Bu makalede jeopolitik, jeostratejik ve jeoekonomik açıdan büyük bir önem arz eden Güney Kafkasya bölgesine yönelik 1990’lardan 2020’lere kadar Türkiye’nin değişen politikalarının izini sürülerek, Türkiye’nin Kafkasya’daki enerji işbirlikleri ile Dağlık Karabağ Sorunu’na yönelik tutumu arasındaki ilişki ortaya konulmaya çalışılacaktır. Bu makalede, I. ve II. Karabağ Savaşları arasında geçen sürede Türkiye’nin Karabağ Sorununa yönelik tutumunu etkileyen, 1) Türkiye’nin yeni enerji alternatifleri arayışı bağlamında, özellikle Azerbaycan ile artan enerji işbirliği; 2) yakın sınırında bulunan ülkelerde oluşabilecek tehdit unsurlarını ortadan kaldırmak; 3) Çin ve Orta Asya’ya kadar ulaşım imkânına sahip Güney Kafkasya coğrafyasında nüfuzunu artırma isteği olmak üzere, başlıca üç faktör olduğu iddia edilecektir ve bunlardan ilkine odaklanılacaktır.

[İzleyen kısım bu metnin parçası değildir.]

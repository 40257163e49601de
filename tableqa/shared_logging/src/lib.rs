#![deny(
    clippy::all,
    clippy::pedantic,
    clippy::nursery,
    missing_docs,
    rust_2018_idioms
)]

//! JSON-lines logging for the table QA crates.
//!
//! Every component writes [`LogRecord`]s through a [`Telemetry`] handle; the
//! file format is one serialized record per line so logs can be replayed with
//! [`read_log`].

use std::{
    fmt,
    fs::{self, File, OpenOptions},
    io::{BufRead, BufReader, BufWriter, Write},
    path::{Path, PathBuf},
    str::FromStr,
};

use anyhow::{Context, Result};
use chrono::{DateTime, Utc};
use parking_lot::Mutex;
use serde::{Deserialize, Serialize};
use serde_json::{Map, Value};

/// Telemetry handle combining the logger with an optional event publisher.
pub mod telemetry;

pub use telemetry::{Telemetry, TelemetryBuilder};

/// Severity, ordered from least to most severe.
#[derive(Debug, Clone, Copy, Serialize, Deserialize, PartialEq, Eq, PartialOrd, Ord, Hash)]
#[serde(rename_all = "UPPERCASE")]
pub enum LogLevel {
    /// Diagnostics.
    Debug,
    /// Normal operation.
    Info,
    /// Recoverable anomaly, e.g. a skipped malformed row.
    Warn,
    /// Failure.
    Error,
}

impl LogLevel {
    /// Parses a case-insensitive level name; `warning` is accepted for `warn`.
    #[must_use]
    pub fn parse(name: &str) -> Option<Self> {
        name.parse().ok()
    }

    /// Upper-case label used in serialized records.
    #[must_use]
    pub const fn label(self) -> &'static str {
        match self {
            Self::Debug => "DEBUG",
            Self::Info => "INFO",
            Self::Warn => "WARN",
            Self::Error => "ERROR",
        }
    }
}

impl FromStr for LogLevel {
    type Err = String;

    fn from_str(raw: &str) -> Result<Self, Self::Err> {
        match raw.trim().to_ascii_lowercase().as_str() {
            "debug" => Ok(Self::Debug),
            "info" => Ok(Self::Info),
            "warn" | "warning" => Ok(Self::Warn),
            "error" => Ok(Self::Error),
            other => Err(format!("unknown log level `{other}`")),
        }
    }
}

impl fmt::Display for LogLevel {
    fn fmt(&self, f: &mut fmt::Formatter<'_>) -> fmt::Result {
        f.write_str(self.label())
    }
}

/// One line of a JSON-lines log.
#[derive(Debug, Clone, PartialEq, Serialize, Deserialize)]
pub struct LogRecord {
    /// UTC time the record was created.
    pub timestamp: DateTime<Utc>,
    /// Component that emitted it (`tables`, `alignment`, `solver`, ...).
    pub module: String,
    /// Severity.
    pub level: LogLevel,
    /// Dotted event name, e.g. `tables.rank.complete`.
    pub message: String,
    /// Structured fields; omitted from the line when empty.
    #[serde(default, skip_serializing_if = "Map::is_empty")]
    pub fields: Map<String, Value>,
}

impl LogRecord {
    /// Record stamped with the current time and no fields.
    #[must_use]
    pub fn new(module: impl Into<String>, level: LogLevel, message: impl Into<String>) -> Self {
        Self {
            timestamp: Utc::now(),
            module: module.into(),
            level,
            message: message.into(),
            fields: Map::new(),
        }
    }

    /// Takes the fields of a JSON object; any other value is kept under `value`.
    #[must_use]
    pub fn with_fields(mut self, fields: Value) -> Self {
        match fields {
            Value::Object(map) => self.fields = map,
            Value::Null => {}
            other => {
                self.fields.insert("value".into(), other);
            }
        }
        self
    }

    /// Field lookup.
    #[must_use]
    pub fn field(&self, name: &str) -> Option<&Value> {
        self.fields.get(name)
    }
}

/// Append-only JSON-lines file writer shared between threads.
#[derive(Debug)]
pub struct JsonLogger {
    path: PathBuf,
    writer: Mutex<BufWriter<File>>,
}

impl JsonLogger {
    /// Opens `path` for appending, creating it and its parent directories.
    pub fn new(path: impl AsRef<Path>) -> Result<Self> {
        let path = path.as_ref().to_path_buf();
        if let Some(parent) = path.parent().filter(|dir| !dir.as_os_str().is_empty()) {
            fs::create_dir_all(parent)
                .with_context(|| format!("creating log directory {}", parent.display()))?;
        }
        let file = OpenOptions::new()
            .create(true)
            .append(true)
            .open(&path)
            .with_context(|| format!("opening log file {}", path.display()))?;
        Ok(Self {
            path,
            writer: Mutex::new(BufWriter::new(file)),
        })
    }

    /// Appends `record` and flushes, so readers always see whole lines.
    pub fn write(&self, record: &LogRecord) -> Result<()> {
        let line = serde_json::to_vec(record)?;
        let mut writer = self.writer.lock();
        writer.write_all(&line)?;
        writer.write_all(b"\n")?;
        writer.flush()?;
        Ok(())
    }

    /// File being written.
    #[must_use]
    pub fn path(&self) -> &Path {
        &self.path
    }
}

/// Reads back every record of a JSON-lines log; blank lines are skipped.
pub fn read_log(path: impl AsRef<Path>) -> Result<Vec<LogRecord>> {
    let path = path.as_ref();
    let reader = BufReader::new(
        File::open(path).with_context(|| format!("opening log file {}", path.display()))?,
    );
    let mut records = Vec::new();
    for (line_no, line) in reader.lines().enumerate() {
        let line = line?;
        if line.trim().is_empty() {
            continue;
        }
        let record = serde_json::from_str(&line)
            .with_context(|| format!("{}:{}: malformed log line", path.display(), line_no + 1))?;
        records.push(record);
    }
    Ok(records)
}

#[cfg(test)]
mod tests {
    use super::*;
    use serde_json::json;
    use tempfile::tempdir;

    #[test]
    fn records_round_trip_through_the_file() {
        let dir = tempdir().unwrap();
        let logger = JsonLogger::new(dir.path().join("nested/tables.jsonl")).unwrap();
        logger
            .write(
                &LogRecord::new("tables", LogLevel::Info, "tables.index.built")
                    .with_fields(json!({ "tables": 3 })),
            )
            .unwrap();
        logger
            .write(&LogRecord::new("tables", LogLevel::Warn, "tables.loader.skipped"))
            .unwrap();

        let raw = fs::read_to_string(logger.path()).unwrap();
        assert!(raw.contains("\"level\":\"INFO\""));
        assert!(!raw.lines().nth(1).unwrap().contains("fields"));

        let records = read_log(logger.path()).unwrap();
        assert_eq!(records.len(), 2);
        assert_eq!(records[0].message, "tables.index.built");
        assert_eq!(records[0].field("tables"), Some(&json!(3)));
        assert_eq!(records[1].level, LogLevel::Warn);
    }

    #[test]
    fn scalar_fields_are_wrapped() {
        let record = LogRecord::new("solver", LogLevel::Debug, "solver.tick").with_fields(json!(7));
        assert_eq!(record.field("value"), Some(&json!(7)));
        let empty = LogRecord::new("solver", LogLevel::Debug, "solver.tick").with_fields(Value::Null);
        assert!(empty.fields.is_empty());
    }

    #[test]
    fn levels_are_ordered_and_parsed() {
        assert!(LogLevel::Debug < LogLevel::Warn);
        assert_eq!(LogLevel::parse(" Warning "), Some(LogLevel::Warn));
        assert_eq!(LogLevel::parse("loud"), None);
        assert_eq!(LogLevel::Error.to_string(), "ERROR");
    }
}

Zira makalenin temel argümanı, Türkiye’nin Soğuk Savaş sonrası dönemde Azerbaycan ve özellikle de Dağlık Karabağ Sorunu’na fazla müdahil olmaması ya da olamamasına karşılık, II. Karabağ Savaşına aktif bir şekilde müdahale etmesinin liberal karşılıklı bağımlılık yaklaşımı çerçevesinde değerlendirilebilecek olan büyük ölçüde Türkiye’nin bölgedeki enerji işbirliklerinin (BTC, BTE, TANAP, TAP) sürdürülmesi ve enerji güvenliğinin sağlanması ile ilişkili olduğudur. Türkiye’nin kendi enerji arz güvenliğini sağlayabilmesi için ise Hazar Havzası ve enerji kaynaklarıyla zengin olan Orta Asya Türk devletlerine çıkışını sağlayacak Güney Kafkasya’da belli bir oranda siyasi mevcudiyet göstermesi gerekmektedir. Makalede Türkiye’nin özellikle de Azerbaycan’dan doğal gaz ithalatının en yüksek orana ulaştığı 2020 yılında patlak veren II. Karabağ Savaşı’na müdahale ederek Karabağ Sorunu’nun çözüme kavuşturulmasında daha istekli hale geldiği iddia edilmiştir.
This study aims to examine the relationship between Turkiye's energy cooperation in the Caucasus and its attitude towards the Nagorno-Karabakh conflict by tracing Turkiye's changing policies from the 1990s to the 2020s towards the South Caucasus region, which is of great geopolitical, geostrategic and geoeconomic importance. In this study, it is argued that there are three main factors influencing Turkiye's attitude towards the Karabakh Problem during the period between I. and II. the Karabakh Wars: 1) Turkiye’s increasing energy cooperation, especially with Azerbaijan, in the context of its search for new energy alternatives; 2) eliminating the threat elements that may occur in the countries near its border; 3) the desire to increase its influence in the South Caucasus geography, which has the means of transportation to China and Central Asia. The first of these factors is the focus of this study. The main argument of the article is that while Turkiye did not or could not get involved much in Azerbaijan and especially in the Nagorno-Karabakh conflict in the post-Cold War period, its active intervention in the II. Karabakh War largely related to maintaining its energy cooperation in the region (BTC, BTE, TANAP, TAP) and ensuring energy security which can be evaluated within the framework of the liberal interdependence approach. In order for Turkiye to provide its own energy supply security, it needs to show a certain political presence in the South Caucasus, which will enable it to exit in the Caspian Basin and the Central Asian Turkish states, which are rich in energy resources. In the study, it is also claimed that by intervening in the II. Karabakh War, which broke out in 2020 when Turkiye's natural gas imports from Azerbaijan reached the highest rate, Turkiye became more willing to resolve the Karabakh Problem.